A Microsoft, que brevemente alcançou US$ 4 trilhões em capitalização de mercado, enfrenta desafios, como um processo coletivo de ações e altos gastos com capital. Apesar disso, o CEO afirmou que o negócio de inteligência artificial superou uma receita anual de US$ 37 bilhões, impulsionando o crescimento do Azure em 40%.
As ações da empresa negociam a US$ 393,82, representando uma queda de 18,21% no ano. Dois fatores pressionam o valor: um processo coletivo de ações, protocolado em 19 de julho de 2026, alega que a companhia fez declarações enganosas sobre o desempenho do Copilot e os gastos com capital de IA. Além disso, os gastos com capital no terceiro trimestre do ano fiscal de 2026 subiram 84,39% em relação ao ano anterior, totalizando US$ 30,88 bilhões.

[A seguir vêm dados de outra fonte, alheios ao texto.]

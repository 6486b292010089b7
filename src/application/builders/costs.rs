// Energy cost and savings after the optimization roll-out
use crate::application::random_source::{RandomSource, fluctuate};
use crate::application::requests::CostRequest;
use crate::application::time_labels::build_time_labels;
use crate::domain::bounds::clamp_all;
use crate::domain::error::GeneratorError;
use crate::domain::series::{CostPoint, Granularity, QuarterlyCost};
use chrono::NaiveDateTime;

/// Savings percentage for the month at `index` (oldest first).
///
/// Zero before the implementation month, then one ramp step per month up to
/// the cap.
pub fn savings_percent(request: &CostRequest, index: usize) -> f64 {
    if index < request.implementation_month {
        return 0.0;
    }
    let active_months = (index - request.implementation_month + 1) as f64;
    (request.ramp_step_percent * active_months).min(request.savings_cap_percent)
}

/// Monthly costs ending at the current month.
///
/// Savings are a share of this call's fluctuated `energy_cost`, not of a fixed
/// historical baseline.
pub fn build_cost_series<R: RandomSource + ?Sized>(
    rng: &mut R,
    request: &CostRequest,
    now: NaiveDateTime,
) -> Result<Vec<CostPoint>, GeneratorError> {
    request.validate()?;
    let growth = 1.0 + request.growth_percent / 100.0;

    let points = build_time_labels(request.months, Granularity::Month, now)
        .into_iter()
        .enumerate()
        .map(|(index, month)| {
            let trend = request.base_cost * growth.powi(index as i32);
            let energy_cost =
                (trend + fluctuate(rng, request.base_cost, request.variance_percent)).round();
            let savings = (energy_cost * savings_percent(request, index) / 100.0).floor();

            CostPoint {
                month,
                energy_cost,
                projected_cost: energy_cost - savings,
                savings,
            }
        })
        .collect::<Vec<_>>();

    tracing::debug!(
        "Generated {} months of cost data, savings from month {}",
        points.len(),
        request.implementation_month
    );
    Ok(clamp_all(points))
}

/// Sum consecutive groups of three months into quarters `Q1`, `Q2`, ...
pub fn aggregate_quarters(months: &[CostPoint]) -> Vec<QuarterlyCost> {
    months
        .chunks(3)
        .enumerate()
        .map(|(index, chunk)| QuarterlyCost {
            quarter: format!("Q{}", index + 1),
            energy_cost: chunk.iter().map(|m| m.energy_cost).sum(),
            projected_cost: chunk.iter().map(|m| m.projected_cost).sum(),
            savings: chunk.iter().map(|m| m.savings).sum(),
        })
        .collect()
}
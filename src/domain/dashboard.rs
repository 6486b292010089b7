// Dashboard domain model
use super::series::SeriesPayload;
use serde::{Deserialize, Serialize};

#[derive(Debug, Clone, Serialize)]
pub struct Dashboard {
    pub title: String,
    pub tiles: Vec<TileData>,
    pub charts: Vec<ChartData>,
}

impl Dashboard {
    pub fn new(title: String, tiles: Vec<TileData>, charts: Vec<ChartData>) -> Self {
        Self {
            title,
            tiles,
            charts,
        }
    }
}

/// A metric card: one headline number.
#[derive(Debug, Clone, Serialize)]
pub struct TileData {
    pub id: String,
    pub title: String,
    pub unit: String,
    pub value: f64,
    pub precision: u32,
}

impl TileData {
    pub fn new(id: String, title: String, unit: String, value: f64, precision: u32) -> Self {
        Self {
            id,
            title,
            unit,
            value,
            precision,
        }
    }
}

#[derive(Debug, Clone, Copy, PartialEq, Eq, Serialize, Deserialize)]
#[serde(rename_all = "lowercase")]
pub enum ChartKind {
    Area,
    Bar,
    Line,
    Pie,
}

#[derive(Debug, Clone, Serialize)]
pub struct ChartData {
    pub id: String,
    pub title: String,
    pub unit: Option<String>,
    pub kind: ChartKind,
    pub series: SeriesPayload,
}

impl ChartData {
    pub fn new(
        id: String,
        title: String,
        unit: Option<String>,
        kind: ChartKind,
        series: SeriesPayload,
    ) -> Self {
        Self {
            id,
            title,
            unit,
            kind,
            series,
        }
    }
}

#[derive(Debug, Clone, PartialEq, Serialize)]
pub struct TileSkeleton {
    pub id: String,
    pub title: String,
    pub unit: String,
    pub precision: u32,
}

#[derive(Debug, Clone, PartialEq, Serialize)]
pub struct ChartSkeleton {
    pub id: String,
    pub title: String,
    pub unit: Option<String>,
    pub kind: ChartKind,
}

/// Messages of a progressively loaded dashboard, in the order a client
/// receives them: one skeleton, any number of updates, one completion.
#[derive(Debug, Clone, Serialize)]
#[serde(tag = "type", rename_all = "snake_case")]
pub enum StreamMessage {
    Skeleton {
        title: String,
        tiles: Vec<TileSkeleton>,
        charts: Vec<ChartSkeleton>,
    },
    TileUpdate {
        id: String,
        value: f64,
    },
    ChartUpdate {
        id: String,
        series: SeriesPayload,
    },
    ChartError {
        id: String,
        error: String,
    },
    Complete {
        widgets: usize,
        duration_ms: u64,
    },
}

#[cfg(test)]
mod tests {
    use super::*;

    #[test]
    fn test_stream_message_is_tagged() {
        let msg = StreamMessage::TileUpdate {
            id: "power".to_string(),
            value: 2456.0,
        };
        let json = serde_json::to_value(&msg).unwrap();
        assert_eq!(json["type"], "tile_update");
        assert_eq!(json["id"], "power");

        let msg = StreamMessage::Complete {
            widgets: 3,
            duration_ms: 812,
        };
        let json = serde_json::to_value(&msg).unwrap();
        assert_eq!(json["type"], "complete");
        assert_eq!(json["widgets"], 3);
    }
}
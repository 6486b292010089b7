// Post-generation clamp stage
use super::series::{
    AnomalyPoint, CorrelationPoint, CostPoint, DepartmentEfficiency, PowerPoint, PredictionPoint,
};

/// A record with documented numeric bounds.
///
/// Builders run every record through `into_bounds` before returning it, so
/// randomized fluctuation can never leak an out-of-domain value.
pub trait Bounded: Sized {
    fn into_bounds(self) -> Self;
}

/// Apply the clamp stage to a whole series.
pub fn clamp_all<T: Bounded>(points: Vec<T>) -> Vec<T> {
    points.into_iter().map(Bounded::into_bounds).collect()
}

impl Bounded for PowerPoint {
    /// `current >= 0`, `predicted >= 0`, `0 <= optimized <= current`.
    fn into_bounds(mut self) -> Self {
        self.current = self.current.max(0.0);
        self.predicted = self.predicted.max(0.0);
        self.optimized = self.optimized.map(|o| o.clamp(0.0, self.current));
        self
    }
}

impl Bounded for DepartmentEfficiency {
    fn into_bounds(mut self) -> Self {
        self.efficiency = self.efficiency.clamp(0.0, 100.0);
        self.share = self.share.clamp(0.0, 100.0);
        self
    }
}

impl Bounded for PredictionPoint {
    fn into_bounds(mut self) -> Self {
        self.actual = self.actual.map(|a| a.max(0.0));
        self.predicted = self.predicted.max(0.0);
        self.optimized = self.optimized.max(0.0);
        self
    }
}

impl Bounded for CorrelationPoint {
    fn into_bounds(mut self) -> Self {
        self.consumption = self.consumption.max(0.0);
        self
    }
}

impl Bounded for AnomalyPoint {
    fn into_bounds(mut self) -> Self {
        self.value = self.value.max(0.0);
        self
    }
}

impl Bounded for CostPoint {
    /// `energy_cost >= 0`, `0 <= savings <= energy_cost`; projected cost
    /// follows from the two so `savings = energy_cost - projected_cost` holds.
    fn into_bounds(mut self) -> Self {
        self.energy_cost = self.energy_cost.max(0.0);
        self.savings = self.savings.clamp(0.0, self.energy_cost);
        self.projected_cost = self.energy_cost - self.savings;
        self
    }
}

Para que a Microsoft retorne ao patamar de US$ 4 trilhões, o preço das ações precisaria atingir US$ 540, o que exigiria um ganho de 37,1% a partir do valor atual. Segundo a análise, esse nível é realista até o final de 2027, desde que o crescimento do Azure se mantenha próximo a 40% e a monetização do Copilot apresente uma inflexão positiva.
Atualmente, a empresa negocia a um múltiplo de 21 vezes o lucro futuro, considerado baixo para um negócio com margens operacionais acima de 45%. Atingir o alvo de US$ 540 implica um múltiplo futuro de 29 vezes o lucro, o que exige uma expansão adicional de 4,3 vezes no múltiplo atual.